Top of Task material

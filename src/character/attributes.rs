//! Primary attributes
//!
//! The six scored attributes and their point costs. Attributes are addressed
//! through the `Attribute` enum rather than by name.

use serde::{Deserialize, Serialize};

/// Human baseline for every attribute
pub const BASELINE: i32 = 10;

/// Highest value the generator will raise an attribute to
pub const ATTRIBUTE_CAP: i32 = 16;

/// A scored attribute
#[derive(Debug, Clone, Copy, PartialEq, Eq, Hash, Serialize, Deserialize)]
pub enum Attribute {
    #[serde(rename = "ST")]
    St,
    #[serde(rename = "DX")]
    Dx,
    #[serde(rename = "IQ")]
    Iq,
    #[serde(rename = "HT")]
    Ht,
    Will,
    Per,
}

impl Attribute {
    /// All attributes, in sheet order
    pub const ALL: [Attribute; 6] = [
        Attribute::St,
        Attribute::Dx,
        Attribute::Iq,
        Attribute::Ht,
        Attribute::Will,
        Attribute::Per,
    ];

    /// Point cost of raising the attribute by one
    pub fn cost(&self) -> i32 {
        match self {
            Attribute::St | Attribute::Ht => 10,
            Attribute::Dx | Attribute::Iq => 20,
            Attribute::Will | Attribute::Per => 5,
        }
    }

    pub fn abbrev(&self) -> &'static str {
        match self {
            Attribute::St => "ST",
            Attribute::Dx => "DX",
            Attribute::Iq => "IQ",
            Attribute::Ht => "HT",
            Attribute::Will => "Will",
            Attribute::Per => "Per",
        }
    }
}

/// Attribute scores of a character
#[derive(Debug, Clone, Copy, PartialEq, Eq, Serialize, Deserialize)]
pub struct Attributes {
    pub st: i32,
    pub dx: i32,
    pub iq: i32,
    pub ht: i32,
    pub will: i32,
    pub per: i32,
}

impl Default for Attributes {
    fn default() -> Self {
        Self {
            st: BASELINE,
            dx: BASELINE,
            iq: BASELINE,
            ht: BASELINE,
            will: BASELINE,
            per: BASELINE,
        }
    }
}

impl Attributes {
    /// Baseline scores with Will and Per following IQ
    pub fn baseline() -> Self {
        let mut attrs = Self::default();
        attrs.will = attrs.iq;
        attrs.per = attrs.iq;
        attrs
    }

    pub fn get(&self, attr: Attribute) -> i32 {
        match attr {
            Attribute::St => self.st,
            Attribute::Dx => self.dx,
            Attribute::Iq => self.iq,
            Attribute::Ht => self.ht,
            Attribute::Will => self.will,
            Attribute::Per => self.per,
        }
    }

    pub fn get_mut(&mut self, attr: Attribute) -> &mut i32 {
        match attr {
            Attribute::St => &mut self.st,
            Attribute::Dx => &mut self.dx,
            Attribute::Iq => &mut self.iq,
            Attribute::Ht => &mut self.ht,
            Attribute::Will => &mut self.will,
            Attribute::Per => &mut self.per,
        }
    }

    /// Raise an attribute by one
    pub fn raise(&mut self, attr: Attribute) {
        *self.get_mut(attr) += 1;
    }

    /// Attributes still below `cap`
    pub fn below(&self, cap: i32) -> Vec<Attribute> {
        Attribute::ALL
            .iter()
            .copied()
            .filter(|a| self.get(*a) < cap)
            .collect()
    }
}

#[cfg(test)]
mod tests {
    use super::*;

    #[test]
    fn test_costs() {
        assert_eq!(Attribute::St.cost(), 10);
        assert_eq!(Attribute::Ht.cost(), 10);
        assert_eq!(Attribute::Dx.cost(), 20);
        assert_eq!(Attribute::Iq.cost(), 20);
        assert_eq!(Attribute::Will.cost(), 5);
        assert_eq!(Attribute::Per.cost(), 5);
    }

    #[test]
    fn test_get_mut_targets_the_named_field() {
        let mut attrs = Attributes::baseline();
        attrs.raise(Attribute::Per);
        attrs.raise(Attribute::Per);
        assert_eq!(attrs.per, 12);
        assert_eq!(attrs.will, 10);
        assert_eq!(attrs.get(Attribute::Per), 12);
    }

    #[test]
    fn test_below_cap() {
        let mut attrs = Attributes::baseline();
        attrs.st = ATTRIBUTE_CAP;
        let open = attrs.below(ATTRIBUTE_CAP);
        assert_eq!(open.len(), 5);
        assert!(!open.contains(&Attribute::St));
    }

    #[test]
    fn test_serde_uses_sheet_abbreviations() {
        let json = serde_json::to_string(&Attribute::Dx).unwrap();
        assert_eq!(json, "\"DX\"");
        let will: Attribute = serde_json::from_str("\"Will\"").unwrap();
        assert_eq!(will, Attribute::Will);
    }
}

Bottom of Task material
Top of Task material

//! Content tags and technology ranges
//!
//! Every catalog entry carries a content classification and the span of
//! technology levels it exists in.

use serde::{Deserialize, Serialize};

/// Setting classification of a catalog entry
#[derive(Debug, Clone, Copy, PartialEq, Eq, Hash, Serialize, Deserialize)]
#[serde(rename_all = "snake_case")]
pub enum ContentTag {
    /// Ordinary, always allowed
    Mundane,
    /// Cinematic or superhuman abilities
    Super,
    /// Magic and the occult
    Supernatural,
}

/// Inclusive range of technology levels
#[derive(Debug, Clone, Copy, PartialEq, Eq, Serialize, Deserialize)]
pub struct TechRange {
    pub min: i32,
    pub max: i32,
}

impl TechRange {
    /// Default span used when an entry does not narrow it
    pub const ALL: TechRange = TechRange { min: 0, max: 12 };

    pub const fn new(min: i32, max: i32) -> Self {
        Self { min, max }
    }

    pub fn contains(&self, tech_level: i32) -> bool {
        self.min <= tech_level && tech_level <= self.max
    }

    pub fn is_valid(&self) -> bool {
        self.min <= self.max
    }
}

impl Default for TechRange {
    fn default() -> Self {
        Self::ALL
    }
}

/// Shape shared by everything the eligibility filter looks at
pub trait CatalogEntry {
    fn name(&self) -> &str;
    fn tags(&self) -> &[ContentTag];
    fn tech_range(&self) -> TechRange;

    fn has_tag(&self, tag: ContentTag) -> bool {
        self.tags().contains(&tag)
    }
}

Bottom of Task material

# Task description
From the records above, pull every line that has the string "bool" and copy it.

# Solved exercise
    pub fn contains(&self, tech_level: i32) -> bool {
    pub fn is_valid(&self) -> bool {
    fn has_tag(&self, tag: ContentTag) -> bool {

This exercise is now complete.